Data to use:
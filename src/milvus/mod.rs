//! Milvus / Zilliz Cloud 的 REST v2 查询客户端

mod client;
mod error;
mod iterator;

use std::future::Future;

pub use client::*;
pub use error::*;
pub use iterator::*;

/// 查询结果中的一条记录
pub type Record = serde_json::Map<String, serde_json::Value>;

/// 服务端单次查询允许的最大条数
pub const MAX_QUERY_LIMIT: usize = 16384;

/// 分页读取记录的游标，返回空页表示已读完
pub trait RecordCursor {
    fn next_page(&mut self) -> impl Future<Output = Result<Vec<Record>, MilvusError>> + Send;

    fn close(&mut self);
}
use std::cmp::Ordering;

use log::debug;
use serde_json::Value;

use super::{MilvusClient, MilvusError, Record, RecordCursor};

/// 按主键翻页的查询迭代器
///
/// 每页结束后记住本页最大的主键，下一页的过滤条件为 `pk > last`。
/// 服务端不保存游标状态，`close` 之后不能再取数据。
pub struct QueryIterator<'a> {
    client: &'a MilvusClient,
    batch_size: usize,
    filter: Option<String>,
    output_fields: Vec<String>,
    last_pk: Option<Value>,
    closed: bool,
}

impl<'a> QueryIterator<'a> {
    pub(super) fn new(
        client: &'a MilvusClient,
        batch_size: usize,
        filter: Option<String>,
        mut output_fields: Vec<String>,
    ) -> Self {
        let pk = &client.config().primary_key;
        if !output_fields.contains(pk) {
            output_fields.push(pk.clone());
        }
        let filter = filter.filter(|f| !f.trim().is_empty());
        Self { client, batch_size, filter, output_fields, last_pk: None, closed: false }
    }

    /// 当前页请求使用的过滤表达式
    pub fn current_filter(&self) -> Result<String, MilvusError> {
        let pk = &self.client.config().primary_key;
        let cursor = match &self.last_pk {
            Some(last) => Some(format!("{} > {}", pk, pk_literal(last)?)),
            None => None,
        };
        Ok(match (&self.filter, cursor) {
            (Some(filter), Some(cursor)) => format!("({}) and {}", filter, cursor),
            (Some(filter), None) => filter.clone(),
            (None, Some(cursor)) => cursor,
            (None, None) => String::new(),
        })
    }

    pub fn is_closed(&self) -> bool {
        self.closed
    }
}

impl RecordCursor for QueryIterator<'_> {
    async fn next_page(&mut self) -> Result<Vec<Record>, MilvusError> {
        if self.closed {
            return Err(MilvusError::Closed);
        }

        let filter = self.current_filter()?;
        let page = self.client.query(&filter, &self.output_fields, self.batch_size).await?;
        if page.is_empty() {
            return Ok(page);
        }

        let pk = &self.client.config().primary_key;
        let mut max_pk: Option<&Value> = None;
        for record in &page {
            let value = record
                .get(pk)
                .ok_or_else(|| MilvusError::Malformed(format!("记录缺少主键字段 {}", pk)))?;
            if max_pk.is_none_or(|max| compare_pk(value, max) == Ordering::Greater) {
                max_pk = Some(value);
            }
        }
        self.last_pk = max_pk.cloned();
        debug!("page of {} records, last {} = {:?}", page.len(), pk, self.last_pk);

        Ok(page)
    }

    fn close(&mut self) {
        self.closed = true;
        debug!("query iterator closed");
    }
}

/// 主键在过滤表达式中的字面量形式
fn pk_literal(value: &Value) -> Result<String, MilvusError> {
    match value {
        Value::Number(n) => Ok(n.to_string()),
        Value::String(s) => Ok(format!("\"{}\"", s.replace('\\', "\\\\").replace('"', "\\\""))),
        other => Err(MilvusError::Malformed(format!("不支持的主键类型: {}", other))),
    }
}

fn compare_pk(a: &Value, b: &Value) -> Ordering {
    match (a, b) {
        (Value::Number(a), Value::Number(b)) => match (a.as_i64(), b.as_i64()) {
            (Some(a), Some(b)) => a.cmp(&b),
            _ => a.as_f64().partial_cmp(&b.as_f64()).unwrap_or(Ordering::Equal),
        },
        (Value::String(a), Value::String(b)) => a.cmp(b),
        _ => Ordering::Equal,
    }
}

* * *

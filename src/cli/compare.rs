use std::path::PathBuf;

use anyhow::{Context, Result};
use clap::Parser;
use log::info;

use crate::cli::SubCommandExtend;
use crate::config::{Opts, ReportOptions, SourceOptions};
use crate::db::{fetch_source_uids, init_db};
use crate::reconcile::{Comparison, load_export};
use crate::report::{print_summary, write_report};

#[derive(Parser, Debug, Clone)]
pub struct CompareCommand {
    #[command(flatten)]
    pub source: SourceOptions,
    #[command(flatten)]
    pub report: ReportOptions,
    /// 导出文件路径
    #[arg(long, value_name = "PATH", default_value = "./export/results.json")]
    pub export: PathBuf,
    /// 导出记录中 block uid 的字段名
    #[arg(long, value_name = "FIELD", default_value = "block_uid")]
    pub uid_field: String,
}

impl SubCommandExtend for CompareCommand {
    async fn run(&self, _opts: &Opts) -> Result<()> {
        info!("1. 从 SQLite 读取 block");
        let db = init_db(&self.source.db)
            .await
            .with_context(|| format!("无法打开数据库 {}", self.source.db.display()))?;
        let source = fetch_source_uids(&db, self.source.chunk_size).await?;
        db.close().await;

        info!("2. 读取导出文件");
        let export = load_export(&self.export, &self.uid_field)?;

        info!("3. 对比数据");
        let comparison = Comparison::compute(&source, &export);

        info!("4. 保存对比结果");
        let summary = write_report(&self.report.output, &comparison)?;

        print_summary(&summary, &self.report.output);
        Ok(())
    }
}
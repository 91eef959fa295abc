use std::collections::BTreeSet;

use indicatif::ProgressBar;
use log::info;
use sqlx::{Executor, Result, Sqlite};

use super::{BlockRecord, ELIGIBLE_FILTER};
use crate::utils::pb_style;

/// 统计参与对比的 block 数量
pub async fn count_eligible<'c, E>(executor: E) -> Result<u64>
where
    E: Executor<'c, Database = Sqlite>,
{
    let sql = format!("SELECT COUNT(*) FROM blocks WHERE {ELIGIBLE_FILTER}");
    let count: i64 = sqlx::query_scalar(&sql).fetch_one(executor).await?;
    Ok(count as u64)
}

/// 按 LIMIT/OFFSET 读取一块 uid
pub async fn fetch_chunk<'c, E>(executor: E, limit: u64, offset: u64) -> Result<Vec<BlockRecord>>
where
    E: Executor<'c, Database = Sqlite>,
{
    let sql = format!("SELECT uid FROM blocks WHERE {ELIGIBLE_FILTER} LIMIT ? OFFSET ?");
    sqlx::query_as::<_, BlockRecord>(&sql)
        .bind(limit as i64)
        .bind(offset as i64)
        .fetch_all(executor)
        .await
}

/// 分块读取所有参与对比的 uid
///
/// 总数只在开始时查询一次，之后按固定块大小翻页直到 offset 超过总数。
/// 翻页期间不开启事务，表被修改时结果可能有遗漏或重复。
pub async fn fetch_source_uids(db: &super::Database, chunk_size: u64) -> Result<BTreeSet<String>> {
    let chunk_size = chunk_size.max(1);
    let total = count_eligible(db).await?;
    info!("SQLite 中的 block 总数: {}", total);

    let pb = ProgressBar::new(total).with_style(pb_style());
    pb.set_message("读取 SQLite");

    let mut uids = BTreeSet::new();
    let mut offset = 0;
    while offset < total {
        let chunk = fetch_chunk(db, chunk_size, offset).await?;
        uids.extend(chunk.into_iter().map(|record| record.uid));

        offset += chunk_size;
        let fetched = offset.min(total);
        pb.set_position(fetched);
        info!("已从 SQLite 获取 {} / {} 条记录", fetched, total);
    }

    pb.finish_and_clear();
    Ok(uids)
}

What the task requires: Provide only the number of lines from the material above that include the word "Future".

Result for this exercise: 2